The stack only matters if it helps achieve those outcomes. That’s why GRASPPY intentionally favors maintainability over architectural theater. I wanted an ai workflow I could fully understand, fully debug, and continuously evolve as a solo founder. Because the truth is, I’m not ready to retire. And free time usually turns into another project somehow. I’d put a CTA here, but my ADD already moved on to the next thing — probably something involving ai memory optimization.

The Stack Behind Grasppy

GRASPPY is intentionally built with a small, pragmatic stack focused on maintainability and fast iteration.

Core Technologies

  • React + Vite
  • Astro
  • PostgreSQL
  • Netlify Functions
  • Express
  • Cloudflare R2
  • Vanilla JavaScript (Chrome Extension)

AI Layer

  • Claude
  • OpenAI
  • OpenRouter

Infrastructure

  • Netlify
  • Cloudflare
  • Hetzner VPS

Development Workflow

  • Claude Code
  • GitHub

No exotic frameworks, no over-engineering, no chasing the new hotness.

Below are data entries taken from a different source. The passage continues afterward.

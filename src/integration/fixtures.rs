//! Test fixtures for integration tests
//!
//! Stub video client and rate limiter so the full request path can run
//! without network access.

use async_trait::async_trait;
use serde_json::{json, Value};
use std::sync::atomic::{AtomicUsize, Ordering};
use std::sync::{Arc, Mutex};

use crate::config::ServerConfig;
use crate::limits::{LimitOutcome, LimiterError, RateLimiter};
use crate::state::AppState;
use crate::transcript::TranscriptInfo;
use crate::youtube::{ClientError, VideoClient, VideoInfo};

/// What the stub client returns.
#[derive(Debug, Clone)]
pub enum StubOutcome {
    /// A well-formed container with these raw segments
    Segments(Vec<Value>),
    /// A container without `initial_segments`
    NoContainer,
    /// `get_info` fails with this message
    InfoError(String),
    /// `get_transcript` fails with this message
    TranscriptError(String),
    /// `get_info` fails with a JSON decode error
    MalformedJson,
}

/// Video client returning canned data.
pub struct StubClient {
    pub title: Option<String>,
    pub outcome: StubOutcome,
    pub info_calls: AtomicUsize,
    pub requested_ids: Mutex<Vec<String>>,
}

impl StubClient {
    pub fn new(title: Option<&str>, outcome: StubOutcome) -> Arc<Self> {
        Arc::new(Self {
            title: title.map(str::to_string),
            outcome,
            info_calls: AtomicUsize::new(0),
            requested_ids: Mutex::new(Vec::new()),
        })
    }

    /// Two valid segments titled "Rick Astley - Never Gonna Give You Up".
    pub fn two_segments() -> Arc<Self> {
        Self::new(
            Some("Rick Astley - Never Gonna Give You Up"),
            StubOutcome::Segments(vec![
                segment("0", "1500", "We&#39;re no strangers"),
                segment("1500", "4000", "to love"),
            ]),
        )
    }

    pub fn empty() -> Arc<Self> {
        Self::new(None, StubOutcome::Segments(Vec::new()))
    }

    pub fn calls(&self) -> usize {
        self.info_calls.load(Ordering::SeqCst)
    }
}

/// A raw transcript segment renderer with snippet runs.
pub fn segment(start_ms: &str, end_ms: &str, text: &str) -> Value {
    json!({
        "transcript_segment_renderer": {
            "start_ms": start_ms,
            "end_ms": end_ms,
            "snippet": { "runs": [{ "text": text }] }
        }
    })
}

#[async_trait]
impl VideoClient for StubClient {
    async fn get_info(&self, video_id: &str) -> Result<VideoInfo, ClientError> {
        self.info_calls.fetch_add(1, Ordering::SeqCst);
        self.requested_ids
            .lock()
            .unwrap()
            .push(video_id.to_string());

        match &self.outcome {
            StubOutcome::InfoError(message) => Err(ClientError::Upstream(message.clone())),
            StubOutcome::MalformedJson => Err(ClientError::Json(
                serde_json::from_str::<Value>("<!DOCTYPE html>").unwrap_err(),
            )),
            _ => Ok(VideoInfo {
                video_id: video_id.to_string(),
                title: self.title.clone(),
                transcript_params: Some("stub".to_string()),
            }),
        }
    }

    async fn get_transcript(&self, _info: &VideoInfo) -> Result<TranscriptInfo, ClientError> {
        match &self.outcome {
            StubOutcome::Segments(segments) => Ok(TranscriptInfo::from_segments(segments.clone())),
            StubOutcome::NoContainer => Ok(TranscriptInfo::default()),
            StubOutcome::TranscriptError(message) => Err(ClientError::Upstream(message.clone())),
            StubOutcome::InfoError(_) | StubOutcome::MalformedJson => {
                unreachable!("get_info fails first")
            }
        }
    }
}

/// Rate limiter with a fixed answer that records the keys it saw.
pub struct StubLimiter {
    pub success: bool,
    pub fail: bool,
    pub keys: Mutex<Vec<String>>,
}

impl StubLimiter {
    fn new(success: bool, fail: bool) -> Arc<Self> {
        Arc::new(Self {
            success,
            fail,
            keys: Mutex::new(Vec::new()),
        })
    }

    pub fn allow() -> Arc<Self> {
        Self::new(true, false)
    }

    pub fn deny() -> Arc<Self> {
        Self::new(false, false)
    }

    /// A limiter whose backend is down.
    pub fn broken() -> Arc<Self> {
        Self::new(false, true)
    }

    pub fn seen_keys(&self) -> Vec<String> {
        self.keys.lock().unwrap().clone()
    }
}

#[async_trait]
impl RateLimiter for StubLimiter {
    async fn limit(&self, key: &str) -> Result<LimitOutcome, LimiterError> {
        self.keys.lock().unwrap().push(key.to_string());
        if self.fail {
            return Err(LimiterError("backend unreachable".to_string()));
        }
        Ok(LimitOutcome {
            success: self.success,
        })
    }
}

/// Application state wired with stubs and the default configuration.
pub fn test_state(client: Arc<StubClient>, limiter: Arc<StubLimiter>) -> Arc<AppState> {
    Arc::new(AppState::new(ServerConfig::default(), client, limiter))
}
//! HTTP server module
//!
//! This module handles HTTP request routing and handling:
//! - Axum router with the transcript, health and version endpoints
//! - Transcript request handler and error responses
//! - Request logging middleware
//! - CORS middleware

pub mod handlers;
pub mod middleware;
pub mod routes;

pub use routes::create_router;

The goal was never to build “startup architecture.” The goal was to build a system that preserves AI conversations, reduces workflow friction, and stays understandable enough for one person to continuously evolve over time.

Ironically, the process of building GRASPPY became the reason GRASPPY exists in the first place. The conversations themselves became the work. And once that happened, preserving continuity mattered more than everything else.